Copy out every line of the data where the word "derive" is found.

** INFORMATION SUPPLIED follows **

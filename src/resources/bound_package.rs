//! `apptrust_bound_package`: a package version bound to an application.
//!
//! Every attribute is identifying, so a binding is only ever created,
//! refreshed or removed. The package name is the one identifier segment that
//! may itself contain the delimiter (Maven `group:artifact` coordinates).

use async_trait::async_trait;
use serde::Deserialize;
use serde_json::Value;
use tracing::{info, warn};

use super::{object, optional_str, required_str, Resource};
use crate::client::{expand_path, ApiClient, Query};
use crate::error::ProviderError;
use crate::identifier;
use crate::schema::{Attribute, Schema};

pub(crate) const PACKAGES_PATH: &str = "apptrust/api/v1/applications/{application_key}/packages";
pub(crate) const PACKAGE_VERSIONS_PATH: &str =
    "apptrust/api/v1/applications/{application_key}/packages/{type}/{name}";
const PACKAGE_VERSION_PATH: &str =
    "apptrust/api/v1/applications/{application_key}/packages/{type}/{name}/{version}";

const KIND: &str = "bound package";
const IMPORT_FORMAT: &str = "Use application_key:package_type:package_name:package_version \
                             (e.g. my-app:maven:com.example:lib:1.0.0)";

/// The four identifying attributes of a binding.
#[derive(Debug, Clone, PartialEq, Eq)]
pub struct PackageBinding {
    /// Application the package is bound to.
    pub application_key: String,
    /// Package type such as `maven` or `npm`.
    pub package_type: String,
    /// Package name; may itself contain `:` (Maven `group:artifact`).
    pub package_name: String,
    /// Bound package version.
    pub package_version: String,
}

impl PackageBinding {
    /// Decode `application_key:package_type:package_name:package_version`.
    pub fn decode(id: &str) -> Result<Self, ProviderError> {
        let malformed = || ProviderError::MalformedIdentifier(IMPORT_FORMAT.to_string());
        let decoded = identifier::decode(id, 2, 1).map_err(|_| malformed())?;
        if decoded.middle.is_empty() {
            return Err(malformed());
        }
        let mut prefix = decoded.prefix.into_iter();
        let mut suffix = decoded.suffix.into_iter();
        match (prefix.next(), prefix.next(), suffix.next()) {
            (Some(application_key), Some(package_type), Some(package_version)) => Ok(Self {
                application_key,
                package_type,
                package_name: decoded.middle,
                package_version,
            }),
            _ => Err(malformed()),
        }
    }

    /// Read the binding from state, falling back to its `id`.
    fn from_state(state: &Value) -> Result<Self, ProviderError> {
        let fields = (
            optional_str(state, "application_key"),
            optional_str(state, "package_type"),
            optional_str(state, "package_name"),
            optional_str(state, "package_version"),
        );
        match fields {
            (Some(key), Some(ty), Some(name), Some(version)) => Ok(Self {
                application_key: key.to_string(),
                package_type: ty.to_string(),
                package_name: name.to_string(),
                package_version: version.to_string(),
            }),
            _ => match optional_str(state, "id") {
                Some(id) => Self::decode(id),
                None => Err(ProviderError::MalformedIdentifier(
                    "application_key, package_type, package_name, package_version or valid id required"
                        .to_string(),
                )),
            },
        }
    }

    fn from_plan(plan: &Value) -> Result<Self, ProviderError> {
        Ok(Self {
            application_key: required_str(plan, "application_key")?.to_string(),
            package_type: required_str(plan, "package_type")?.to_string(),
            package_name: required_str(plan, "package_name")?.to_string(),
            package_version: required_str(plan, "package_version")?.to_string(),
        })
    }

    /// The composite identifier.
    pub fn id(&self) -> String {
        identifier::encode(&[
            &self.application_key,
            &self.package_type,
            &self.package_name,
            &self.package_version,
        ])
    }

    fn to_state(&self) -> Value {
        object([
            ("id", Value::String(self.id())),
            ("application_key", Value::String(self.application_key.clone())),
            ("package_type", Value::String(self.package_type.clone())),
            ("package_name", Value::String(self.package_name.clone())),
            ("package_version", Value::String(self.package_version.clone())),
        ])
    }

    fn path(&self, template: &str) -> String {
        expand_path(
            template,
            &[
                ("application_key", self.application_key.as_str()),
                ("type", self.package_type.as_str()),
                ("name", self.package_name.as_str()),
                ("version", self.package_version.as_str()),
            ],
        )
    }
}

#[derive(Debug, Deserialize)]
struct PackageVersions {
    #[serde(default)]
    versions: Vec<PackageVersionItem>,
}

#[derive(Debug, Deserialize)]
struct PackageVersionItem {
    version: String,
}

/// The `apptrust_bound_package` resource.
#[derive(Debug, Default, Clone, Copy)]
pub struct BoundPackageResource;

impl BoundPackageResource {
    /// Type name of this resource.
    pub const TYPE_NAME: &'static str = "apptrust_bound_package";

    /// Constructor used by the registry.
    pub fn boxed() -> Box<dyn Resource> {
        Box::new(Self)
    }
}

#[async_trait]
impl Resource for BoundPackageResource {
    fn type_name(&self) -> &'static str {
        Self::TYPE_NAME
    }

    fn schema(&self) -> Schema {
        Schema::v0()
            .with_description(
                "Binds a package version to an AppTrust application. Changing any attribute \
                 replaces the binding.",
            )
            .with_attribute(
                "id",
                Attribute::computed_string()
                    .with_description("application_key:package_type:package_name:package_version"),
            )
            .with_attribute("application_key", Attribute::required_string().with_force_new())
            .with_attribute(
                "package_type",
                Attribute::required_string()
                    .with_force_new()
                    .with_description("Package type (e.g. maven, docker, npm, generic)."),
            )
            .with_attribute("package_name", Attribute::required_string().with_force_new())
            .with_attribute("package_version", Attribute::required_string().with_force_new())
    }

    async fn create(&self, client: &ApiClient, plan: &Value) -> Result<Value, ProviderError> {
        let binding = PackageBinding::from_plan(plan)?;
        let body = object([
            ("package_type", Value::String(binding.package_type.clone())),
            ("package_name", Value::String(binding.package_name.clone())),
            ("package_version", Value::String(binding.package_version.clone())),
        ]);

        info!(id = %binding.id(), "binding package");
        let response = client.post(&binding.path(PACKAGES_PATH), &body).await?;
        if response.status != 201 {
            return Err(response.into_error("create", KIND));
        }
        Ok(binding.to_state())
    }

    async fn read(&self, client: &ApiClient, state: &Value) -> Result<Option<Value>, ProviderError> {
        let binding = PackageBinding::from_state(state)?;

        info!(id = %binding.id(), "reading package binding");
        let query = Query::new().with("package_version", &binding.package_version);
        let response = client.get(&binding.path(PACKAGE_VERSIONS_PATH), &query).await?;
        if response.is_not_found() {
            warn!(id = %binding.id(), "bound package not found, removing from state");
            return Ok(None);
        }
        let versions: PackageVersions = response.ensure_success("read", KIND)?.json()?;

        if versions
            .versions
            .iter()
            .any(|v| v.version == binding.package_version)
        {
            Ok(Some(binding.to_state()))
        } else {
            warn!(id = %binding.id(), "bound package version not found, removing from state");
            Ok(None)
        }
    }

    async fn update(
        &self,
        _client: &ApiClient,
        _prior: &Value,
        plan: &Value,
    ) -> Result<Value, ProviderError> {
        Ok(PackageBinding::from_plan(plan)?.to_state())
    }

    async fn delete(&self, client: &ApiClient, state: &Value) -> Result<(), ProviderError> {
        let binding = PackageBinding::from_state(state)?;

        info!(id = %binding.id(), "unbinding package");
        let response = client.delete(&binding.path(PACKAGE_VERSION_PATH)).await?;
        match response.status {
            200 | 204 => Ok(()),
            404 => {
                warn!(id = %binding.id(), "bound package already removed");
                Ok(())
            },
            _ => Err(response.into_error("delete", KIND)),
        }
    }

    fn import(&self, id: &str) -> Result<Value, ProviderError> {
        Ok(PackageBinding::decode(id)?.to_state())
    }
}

** End of INFORMATION SUPPLIED **
** INFORMATION SUPPLIED follows **

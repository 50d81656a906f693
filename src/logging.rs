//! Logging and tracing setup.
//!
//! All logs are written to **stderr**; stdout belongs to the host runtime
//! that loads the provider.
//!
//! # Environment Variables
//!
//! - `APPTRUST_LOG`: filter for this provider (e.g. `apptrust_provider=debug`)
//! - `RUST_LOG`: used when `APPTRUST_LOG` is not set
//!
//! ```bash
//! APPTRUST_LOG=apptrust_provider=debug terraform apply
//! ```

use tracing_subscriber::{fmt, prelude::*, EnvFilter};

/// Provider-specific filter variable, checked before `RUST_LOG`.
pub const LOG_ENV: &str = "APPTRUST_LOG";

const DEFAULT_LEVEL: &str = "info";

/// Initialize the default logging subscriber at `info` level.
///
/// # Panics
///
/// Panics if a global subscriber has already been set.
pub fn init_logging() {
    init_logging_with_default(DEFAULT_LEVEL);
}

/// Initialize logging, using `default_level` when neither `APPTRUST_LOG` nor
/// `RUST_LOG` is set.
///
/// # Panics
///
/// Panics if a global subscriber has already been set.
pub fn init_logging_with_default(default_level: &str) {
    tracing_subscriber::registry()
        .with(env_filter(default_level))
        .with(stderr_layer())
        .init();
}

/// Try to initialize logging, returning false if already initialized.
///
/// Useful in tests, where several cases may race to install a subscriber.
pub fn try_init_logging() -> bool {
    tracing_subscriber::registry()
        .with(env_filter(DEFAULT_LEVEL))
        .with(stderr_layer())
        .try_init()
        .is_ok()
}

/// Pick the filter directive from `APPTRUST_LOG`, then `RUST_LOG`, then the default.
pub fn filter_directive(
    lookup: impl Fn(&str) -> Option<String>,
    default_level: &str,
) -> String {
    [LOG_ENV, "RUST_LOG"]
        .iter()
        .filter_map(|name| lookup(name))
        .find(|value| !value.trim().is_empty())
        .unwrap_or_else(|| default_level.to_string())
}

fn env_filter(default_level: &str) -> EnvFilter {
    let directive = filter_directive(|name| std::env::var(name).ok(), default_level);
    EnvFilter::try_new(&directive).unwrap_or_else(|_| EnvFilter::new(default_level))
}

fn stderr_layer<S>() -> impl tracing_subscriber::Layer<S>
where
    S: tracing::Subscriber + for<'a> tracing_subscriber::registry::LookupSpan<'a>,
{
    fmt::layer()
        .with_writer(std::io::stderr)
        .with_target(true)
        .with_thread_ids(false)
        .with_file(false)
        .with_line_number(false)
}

** End of INFORMATION SUPPLIED **

## SOLUTION TO THE PROBLEM
#[derive(Debug, Clone, PartialEq, Eq)]
#[derive(Debug, Deserialize)]
#[derive(Debug, Deserialize)]
#[derive(Debug, Default, Clone, Copy)]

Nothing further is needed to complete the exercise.